If you create a new project with Web Connection this is automatically built into the new project – the scriptmap is configured and pointed at the new Process class. In Web Connection 5.0 any Process request that is made that cannot be matched to a method, goes to disk (actually to a cache cursor) and sees if there is a Web Control Framework page to process and if so processes it. IOW, the Web Control Framework is now built into any Process class you create.

There’s one kink though: Any extension you create must be configured in Visual Studio or Visual Web Developer so that it understands the extension and treats it as a Web Form. Here’s how:

  1. In VS.NET 2005 under Tools | Options | Text Editor Extensions add WCSX or your custom scriptmap extension (like .Blog) as Web Form Editor
    Extended Options:
    Make sure that when you go to Tools | Options you always check the Show all settings checkbox. Some options like the extension mapping become available only after enabling this flag. This is especially true for Visual Web Developer.

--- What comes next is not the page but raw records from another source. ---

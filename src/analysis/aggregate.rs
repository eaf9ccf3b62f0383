//! Group-by-mean over dictionary sizes
//!
//! Repeated trials for the same dictionary size are collapsed into a single row holding
//! the arithmetic mean of every numeric column. Groups keep running sums and counts
//! rather than means, so aggregations of separate inputs can be merged exactly.

use crate::common::data_structures::{
    AggregatedRow, AggregatedTable, MeasurementRow, MeasurementTable,
};
use std::collections::BTreeMap;

/// Running totals for one dictionary size
#[derive(Debug, Clone, Default, PartialEq)]
pub struct GroupAccumulator {
    /// Number of rows seen for this key
    pub trials: u64,
    /// Sum of present values, per column
    pub sums: Vec<f64>,
    /// Number of present values, per column
    pub counts: Vec<u64>,
}

impl GroupAccumulator {
    fn with_width(width: usize) -> Self {
        Self {
            trials: 0,
            sums: vec![0.0; width],
            counts: vec![0; width],
        }
    }

    fn mean(&self, column: usize) -> f64 {
        match self.counts[column] {
            0 => f64::NAN,
            count => self.sums[column] / count as f64,
        }
    }
}

/// Incremental group-by-mean over numeric columns
#[derive(Debug, Clone, Default, PartialEq)]
pub struct Aggregator {
    columns: Vec<String>,
    groups: BTreeMap<u64, GroupAccumulator>,
}

impl Aggregator {
    /// Creates an aggregator for the given numeric column names
    pub fn new(columns: Vec<String>) -> Self {
        Self {
            columns,
            groups: BTreeMap::new(),
        }
    }

    /// Creates an aggregator over the numeric columns of a table and feeds it every row
    pub fn from_table(table: &MeasurementTable) -> Self {
        let numeric: Vec<usize> = table
            .columns
            .iter()
            .enumerate()
            .filter(|(_, column)| column.numeric)
            .map(|(index, _)| index)
            .collect();

        let names = numeric
            .iter()
            .map(|&index| table.columns[index].name.clone())
            .collect();

        let mut aggregator = Self::new(names);
        for row in &table.rows {
            aggregator.push_selected(row, &numeric);
        }
        aggregator
    }

    pub fn columns(&self) -> &[String] {
        &self.columns
    }

    /// Adds a row whose values line up with [`Aggregator::columns`]
    pub fn push(&mut self, dict_size: u64, values: &[Option<f64>]) {
        let width = self.columns.len();
        let group = self
            .groups
            .entry(dict_size)
            .or_insert_with(|| GroupAccumulator::with_width(width));

        group.trials += 1;
        for (column, value) in values.iter().take(width).enumerate() {
            if let Some(value) = value {
                group.sums[column] += value;
                group.counts[column] += 1;
            }
        }
    }

    fn push_selected(&mut self, row: &MeasurementRow, selected: &[usize]) {
        let values: Vec<Option<f64>> = selected
            .iter()
            .map(|&index| row.values.get(index).copied().flatten())
            .collect();
        self.push(row.dict_size, &values);
    }

    /// Folds another aggregator into this one, matching columns by name
    ///
    /// Columns only the other side has are appended. The result is the same as if every
    /// row of both had been pushed into a single aggregator.
    pub fn merge(&mut self, other: Aggregator) {
        let mapping: Vec<usize> = other
            .columns
            .iter()
            .map(|name| match self.columns.iter().position(|own| own == name) {
                Some(index) => index,
                None => {
                    self.columns.push(name.clone());
                    self.columns.len() - 1
                }
            })
            .collect();

        let width = self.columns.len();
        for group in self.groups.values_mut() {
            group.sums.resize(width, 0.0);
            group.counts.resize(width, 0);
        }

        for (dict_size, incoming) in other.groups {
            let group = self
                .groups
                .entry(dict_size)
                .or_insert_with(|| GroupAccumulator::with_width(width));

            group.trials += incoming.trials;
            for (source, &target) in mapping.iter().enumerate() {
                group.sums[target] += incoming.sums[source];
                group.counts[target] += incoming.counts[source];
            }
        }
    }

    /// Produces the mean of every column per dictionary size, ascending by size
    pub fn finish(self) -> AggregatedTable {
        let width = self.columns.len();
        let mut rows: Vec<AggregatedRow> = self
            .groups
            .into_iter()
            .map(|(dict_size, group)| AggregatedRow {
                dict_size,
                trials: group.trials,
                means: (0..width).map(|column| group.mean(column)).collect(),
            })
            .collect();

        // BTreeMap already yields keys in order; the plot depends on it, so make it explicit.
        rows.sort_unstable_by_key(|row| row.dict_size);

        AggregatedTable {
            columns: self.columns,
            rows,
        }
    }
}

/// Averages every numeric column of the table per dictionary size
pub fn aggregate(table: &MeasurementTable) -> AggregatedTable {
    Aggregator::from_table(table).finish()
}

#[cfg(test)]
mod tests {
    use super::*;
    use crate::common::data_structures::Column;

    fn table(rows: &[(u64, f64, f64)]) -> MeasurementTable {
        MeasurementTable {
            columns: vec![Column::new("proof", true), Column::new("verify", true)],
            rows: rows
                .iter()
                .map(|&(dict_size, proof, verify)| MeasurementRow {
                    dict_size,
                    values: vec![Some(proof), Some(verify)],
                })
                .collect(),
        }
    }

    fn assert_close(left: f64, right: f64) {
        assert!(
            (left - right).abs() <= 1e-9 * left.abs().max(1.0),
            "{} != {}",
            left,
            right
        );
    }

    #[test]
    fn averages_rows_sharing_a_dict_size() {
        let aggregated = aggregate(&table(&[
            (100, 10.0, 5000.0),
            (100, 20.0, 7000.0),
            (200, 30.0, 9000.0),
        ]));

        assert_eq!(aggregated.columns, vec!["proof", "verify"]);
        assert_eq!(aggregated.rows.len(), 2);
        assert_eq!(aggregated.rows[0].dict_size, 100);
        assert_eq!(aggregated.rows[0].trials, 2);
        assert_eq!(aggregated.rows[0].means, vec![15.0, 6000.0]);
        assert_eq!(aggregated.rows[1].means, vec![30.0, 9000.0]);
    }

    #[test]
    fn output_is_sorted_by_dict_size() {
        let aggregated = aggregate(&table(&[
            (1000, 1.0, 1.0),
            (10, 1.0, 1.0),
            (100, 1.0, 1.0),
            (10, 3.0, 3.0),
        ]));
        assert_eq!(aggregated.dict_sizes(), vec![10, 100, 1000]);
    }

    #[test]
    fn mean_matches_arithmetic_mean() {
        let values = [3.5, 1.25, 8.0, 13.75, 0.5, 2.0, 99.0];
        let rows: Vec<_> = values.iter().map(|&v| (64, v, v * 3.0)).collect();
        let aggregated = aggregate(&table(&rows));

        let expected = values.iter().sum::<f64>() / values.len() as f64;
        assert_close(aggregated.rows[0].means[0], expected);
        assert_close(aggregated.rows[0].means[1], expected * 3.0);
    }

    #[test]
    fn missing_cells_are_skipped() {
        let measurements = MeasurementTable {
            columns: vec![Column::new("proof", true)],
            rows: vec![
                MeasurementRow {
                    dict_size: 8,
                    values: vec![Some(4.0)],
                },
                MeasurementRow {
                    dict_size: 8,
                    values: vec![None],
                },
                MeasurementRow {
                    dict_size: 16,
                    values: vec![None],
                },
            ],
        };

        let aggregated = aggregate(&measurements);
        assert_eq!(aggregated.rows[0].trials, 2);
        assert_eq!(aggregated.rows[0].means[0], 4.0);
        assert!(aggregated.rows[1].means[0].is_nan());
    }

    #[test]
    fn non_numeric_columns_are_dropped() {
        let measurements = MeasurementTable {
            columns: vec![Column::new("label", false), Column::new("proof", true)],
            rows: vec![MeasurementRow {
                dict_size: 8,
                values: vec![None, Some(2.0)],
            }],
        };

        let aggregated = aggregate(&measurements);
        assert_eq!(aggregated.columns, vec!["proof"]);
        assert_eq!(aggregated.rows[0].means, vec![2.0]);
    }

    #[test]
    fn merging_partial_aggregations_equals_aggregating_concatenation() {
        let a = table(&[(100, 10.0, 5000.0), (100, 11.0, 5100.0), (200, 40.0, 1.0)]);
        let b = table(&[(100, 20.0, 7000.0), (300, 5.0, 2.0), (200, 42.0, 3.0)]);

        let combined = aggregate(&MeasurementTable::concat([a.clone(), b.clone()]));

        let mut merged = Aggregator::from_table(&a);
        merged.merge(Aggregator::from_table(&b));
        let merged = merged.finish();

        assert_eq!(merged.columns, combined.columns);
        assert_eq!(merged.dict_sizes(), combined.dict_sizes());
        for (left, right) in merged.rows.iter().zip(&combined.rows) {
            assert_eq!(left.trials, right.trials);
            for (l, r) in left.means.iter().zip(&right.means) {
                assert_close(*l, *r);
            }
        }

        // The merged mean is the trial-weighted mean of the per-file means.
        let expected = (2.0 * 10.5 + 20.0) / 3.0;
        assert_close(merged.rows[0].means[0], expected);
    }

    #[test]
    fn merge_matches_columns_by_name() {
        let mut left = Aggregator::new(vec!["proof".to_string()]);
        left.push(10, &[Some(1.0)]);

        let mut right = Aggregator::new(vec!["verify".to_string(), "proof".to_string()]);
        right.push(10, &[Some(8.0), Some(3.0)]);

        left.merge(right);
        let table = left.finish();
        assert_eq!(table.columns, vec!["proof", "verify"]);
        assert_eq!(table.rows[0].means, vec![2.0, 8.0]);
        assert_eq!(table.rows[0].trials, 2);
    }
}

  2. Add a Web.config to the root of your Web directory
    Then add the following to have VS.NET recognize your specific application extension:
    <configuration>
    <system.web>
        <compilation defaultLanguage="c#" debug="true">
          <buildProviders>
             <add extension=".blog" type="System.Web.Compilation.PageBuildProvider" />
             <add extension=".wcsx" type="System.Web.Compilation.PageBuildProvider" />
          </buildProviders>
       </compilation>
    </system.web>
    </configuration>

Web Connection will automatically create #2 when you create a new project or process with the Wizards as it creates a web.config file automatically. But the Editor configuration is a required manual step for each scriptmap you define.

Already have a project using WCSX Extensions?

If you started out creating a new project with the WCSX extension don’t fret. You can easily use a custom class as well. Here’s what you do:
  • Create a new project or add a new Process class to an existing project.
  • Go through the Wizard as usual
  • When done, edit the <yourApp>Main.prg and the Process method
  • Find the WCSX mapping and point it at your process class:
    CASE lcExtension = "WCSX"
    DO <MyProcess>.prg with THIS

And that’s it. At that point you can modify the MyProcess class and provide customized behaviors just like a custom scriptmap. Just be aware that now all WCSX requests route through this handler in this project.

When starting out from scratch it’s best to use a custom scriptmap from the start.